◆ TASK BRIEF
Your answer should be the lines below from the one holding "impl From<AccountRow> for" through the one holding "pub struct PgCredentialStore", copied exactly and with nothing else.

[Collected data]
────────────────────

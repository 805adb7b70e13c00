/*
 * Responsibility
 * - SQLx operations for the accounts / roles tables
 * - Soft-deleted accounts (is_visible = false) are filtered out of every lookup
 */
use async_trait::async_trait;
use chrono::{DateTime, Utc};
use sqlx::{FromRow, PgPool};
use uuid::Uuid;

use crate::repos::error::{RepoError, RepoResult};
use crate::repos::store::{Account, CredentialStore, Role};

#[derive(Debug, FromRow)]
pub struct AccountRow {
    pub id: Uuid,
    pub username: String,
    pub email: String,
    pub name: String,
    pub surname: String,
    pub role_id: Uuid,
    pub password_hash: String,
    pub use_otp: bool,
    pub is_visible: bool,
    pub created_at: DateTime<Utc>,
    pub updated_at: DateTime<Utc>,
}

impl From<AccountRow> for Account {
    fn from(row: AccountRow) -> Self {
        Self {
            id: row.id,
            username: row.username,
            email: row.email,
            name: row.name,
            surname: row.surname,
            role_id: row.role_id,
            password_hash: row.password_hash,
            use_otp: row.use_otp,
            is_visible: row.is_visible,
            created_at: row.created_at,
            updated_at: row.updated_at,
        }
    }
}

#[derive(Debug, FromRow)]
pub struct RoleRow {
    pub id: Uuid,
    pub name: String,
    pub describe: String,
}

impl From<RoleRow> for Role {
    fn from(row: RoleRow) -> Self {
        Self {
            id: row.id,
            name: row.name,
            describe: row.describe,
        }
    }
}

#[derive(Clone, Debug)]
pub struct PgCredentialStore {
    pool: PgPool,
}

impl PgCredentialStore {
    pub fn new(pool: PgPool) -> Self {
        Self { pool }
    }

    async fn find_account_where(&self, sql: &str, value: &str) -> RepoResult<Option<Account>> {
        let row = sqlx::query_as::<_, AccountRow>(sql)
            .bind(value)
            .fetch_optional(&self.pool)
            .await?;

        Ok(row.map(Account::from))
    }
}

const SELECT_ACCOUNT: &str = r#"
    SELECT
        id, username, email, name, surname, role_id, password_hash,
        use_otp, is_visible, created_at, updated_at
    FROM accounts
"#;

#[async_trait]
impl CredentialStore for PgCredentialStore {
    async fn find_account_by_username(&self, username: &str) -> RepoResult<Option<Account>> {
        let sql = format!("{SELECT_ACCOUNT} WHERE username = $1 AND is_visible = true");
        self.find_account_where(&sql, username).await
    }

    async fn find_account_by_email(&self, email: &str) -> RepoResult<Option<Account>> {
        let sql = format!("{SELECT_ACCOUNT} WHERE email = $1 AND is_visible = true");
        self.find_account_where(&sql, email).await
    }

    async fn find_account_by_id(&self, id: Uuid) -> RepoResult<Option<Account>> {
        let sql = format!("{SELECT_ACCOUNT} WHERE id = $1 AND is_visible = true");
        let row = sqlx::query_as::<_, AccountRow>(&sql)
            .bind(id)
            .fetch_optional(&self.pool)
            .await?;

        Ok(row.map(Account::from))
    }

    async fn list_accounts(&self) -> RepoResult<Vec<Account>> {
        let sql = format!("{SELECT_ACCOUNT} WHERE is_visible = true ORDER BY created_at");
        let rows = sqlx::query_as::<_, AccountRow>(&sql)
            .fetch_all(&self.pool)
            .await?;

        Ok(rows.into_iter().map(Account::from).collect())
    }

    async fn save_account(&self, account: Account) -> RepoResult<Account> {
        let row = sqlx::query_as::<_, AccountRow>(
            r#"
            INSERT INTO accounts (
                id, username, email, name, surname, role_id, password_hash,
                use_otp, is_visible, created_at, updated_at
            )
            VALUES ($1, $2, $3, $4, $5, $6, $7, $8, $9, $10, $11)
            ON CONFLICT (id) DO UPDATE SET
                username = EXCLUDED.username,
                email = EXCLUDED.email,
                name = EXCLUDED.name,
                surname = EXCLUDED.surname,
                role_id = EXCLUDED.role_id,
                password_hash = EXCLUDED.password_hash,
                use_otp = EXCLUDED.use_otp,
                is_visible = EXCLUDED.is_visible,
                updated_at = EXCLUDED.updated_at
            RETURNING
                id, username, email, name, surname, role_id, password_hash,
                use_otp, is_visible, created_at, updated_at
            "#,
        )
        .bind(account.id)
        .bind(&account.username)
        .bind(&account.email)
        .bind(&account.name)
        .bind(&account.surname)
        .bind(account.role_id)
        .bind(&account.password_hash)
        .bind(account.use_otp)
        .bind(account.is_visible)
        .bind(account.created_at)
        .bind(account.updated_at)
        .fetch_one(&self.pool)
        .await
        .map_err(RepoError::from_sqlx)?;

        Ok(row.into())
    }

    async fn find_role_by_id(&self, id: Uuid) -> RepoResult<Option<Role>> {
        let row = sqlx::query_as::<_, RoleRow>(
            r#"
            SELECT id, name, describe
            FROM roles
            WHERE id = $1
            "#,
        )
        .bind(id)
        .fetch_optional(&self.pool)
        .await?;

        Ok(row.map(Role::from))
    }

    async fn find_role_by_name(&self, name: &str) -> RepoResult<Option<Role>> {
        let row = sqlx::query_as::<_, RoleRow>(
            r#"
            SELECT id, name, describe
            FROM roles
            WHERE name = $1
            "#,
        )
        .bind(name)
        .fetch_optional(&self.pool)
        .await?;

        Ok(row.map(Role::from))
    }
}
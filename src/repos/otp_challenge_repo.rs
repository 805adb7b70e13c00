use async_trait::async_trait;
use chrono::{DateTime, Utc};
use sqlx::PgPool;
use uuid::Uuid;

use crate::repos::error::{RepoError, RepoResult};
use crate::repos::store::{OtpChallenge, OtpChallengeStore};

/// DB access for OTP challenges.
///
/// Notes:
/// - A challenge is looked up only while `is_used = false`.
/// - Consumption is a conditional UPDATE so two concurrent verifiers cannot both win.
#[derive(Clone, Debug)]
pub struct PgOtpChallengeStore {
    pool: PgPool,
}

impl PgOtpChallengeStore {
    pub fn new(pool: PgPool) -> Self {
        Self { pool }
    }
}

#[derive(Debug, Clone, sqlx::FromRow)]
pub struct OtpChallengeRow {
    pub id: Uuid,
    pub account_id: Uuid,
    pub code: String,
    pub is_used: bool,
    pub expires_at: DateTime<Utc>,
    pub created_at: DateTime<Utc>,
    pub updated_at: DateTime<Utc>,
}

impl From<OtpChallengeRow> for OtpChallenge {
    fn from(row: OtpChallengeRow) -> Self {
        Self {
            id: row.id,
            account_id: row.account_id,
            code: row.code,
            is_used: row.is_used,
            expires_at: row.expires_at,
            created_at: row.created_at,
            updated_at: row.updated_at,
        }
    }
}

#[async_trait]
impl OtpChallengeStore for PgOtpChallengeStore {
    async fn create_otp_challenge(&self, challenge: OtpChallenge) -> RepoResult<OtpChallenge> {
        let row = sqlx::query_as::<_, OtpChallengeRow>(
            r#"
            INSERT INTO otp_challenges (
                id, account_id, code, is_used, expires_at, created_at, updated_at
            )
            VALUES ($1, $2, $3, $4, $5, $6, $7)
            RETURNING id, account_id, code, is_used, expires_at, created_at, updated_at
            "#,
        )
        .bind(challenge.id)
        .bind(challenge.account_id)
        .bind(&challenge.code)
        .bind(challenge.is_used)
        .bind(challenge.expires_at)
        .bind(challenge.created_at)
        .bind(challenge.updated_at)
        .fetch_one(&self.pool)
        .await
        .map_err(RepoError::from_sqlx)?;

        Ok(row.into())
    }

    async fn find_unused_otp_challenge_by_id(&self, id: Uuid) -> RepoResult<Option<OtpChallenge>> {
        let row = sqlx::query_as::<_, OtpChallengeRow>(
            r#"
            SELECT id, account_id, code, is_used, expires_at, created_at, updated_at
            FROM otp_challenges
            WHERE id = $1 AND is_used = false
            "#,
        )
        .bind(id)
        .fetch_optional(&self.pool)
        .await?;

        Ok(row.map(OtpChallenge::from))
    }

    async fn save_otp_challenge(&self, challenge: OtpChallenge) -> RepoResult<OtpChallenge> {
        let row = sqlx::query_as::<_, OtpChallengeRow>(
            r#"
            UPDATE otp_challenges
            SET code = $2,
                is_used = $3,
                expires_at = $4,
                updated_at = $5
            WHERE id = $1
            RETURNING id, account_id, code, is_used, expires_at, created_at, updated_at
            "#,
        )
        .bind(challenge.id)
        .bind(&challenge.code)
        .bind(challenge.is_used)
        .bind(challenge.expires_at)
        .bind(challenge.updated_at)
        .fetch_one(&self.pool)
        .await?;

        Ok(row.into())
    }

    async fn consume_otp_challenge(&self, id: Uuid, now: DateTime<Utc>) -> RepoResult<bool> {
        let done = sqlx::query(
            r#"
            UPDATE otp_challenges
            SET is_used = true,
                updated_at = $2
            WHERE id = $1
                AND is_used = false
            "#,
        )
        .bind(id)
        .bind(now)
        .execute(&self.pool)
        .await?;

        Ok(done.rows_affected() == 1)
    }
}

────────────────────

◆ SOLVED EXERCISE
impl From<AccountRow> for Account {
    fn from(row: AccountRow) -> Self {
        Self {
            id: row.id,
            username: row.username,
            email: row.email,
            name: row.name,
            surname: row.surname,
            role_id: row.role_id,
            password_hash: row.password_hash,
            use_otp: row.use_otp,
            is_visible: row.is_visible,
            created_at: row.created_at,
            updated_at: row.updated_at,
        }
    }
}

#[derive(Debug, FromRow)]
pub struct RoleRow {
    pub id: Uuid,
    pub name: String,
    pub describe: String,
}

impl From<RoleRow> for Role {
    fn from(row: RoleRow) -> Self {
        Self {
            id: row.id,
            name: row.name,
            describe: row.describe,
        }
    }
}

#[derive(Clone, Debug)]
pub struct PgCredentialStore {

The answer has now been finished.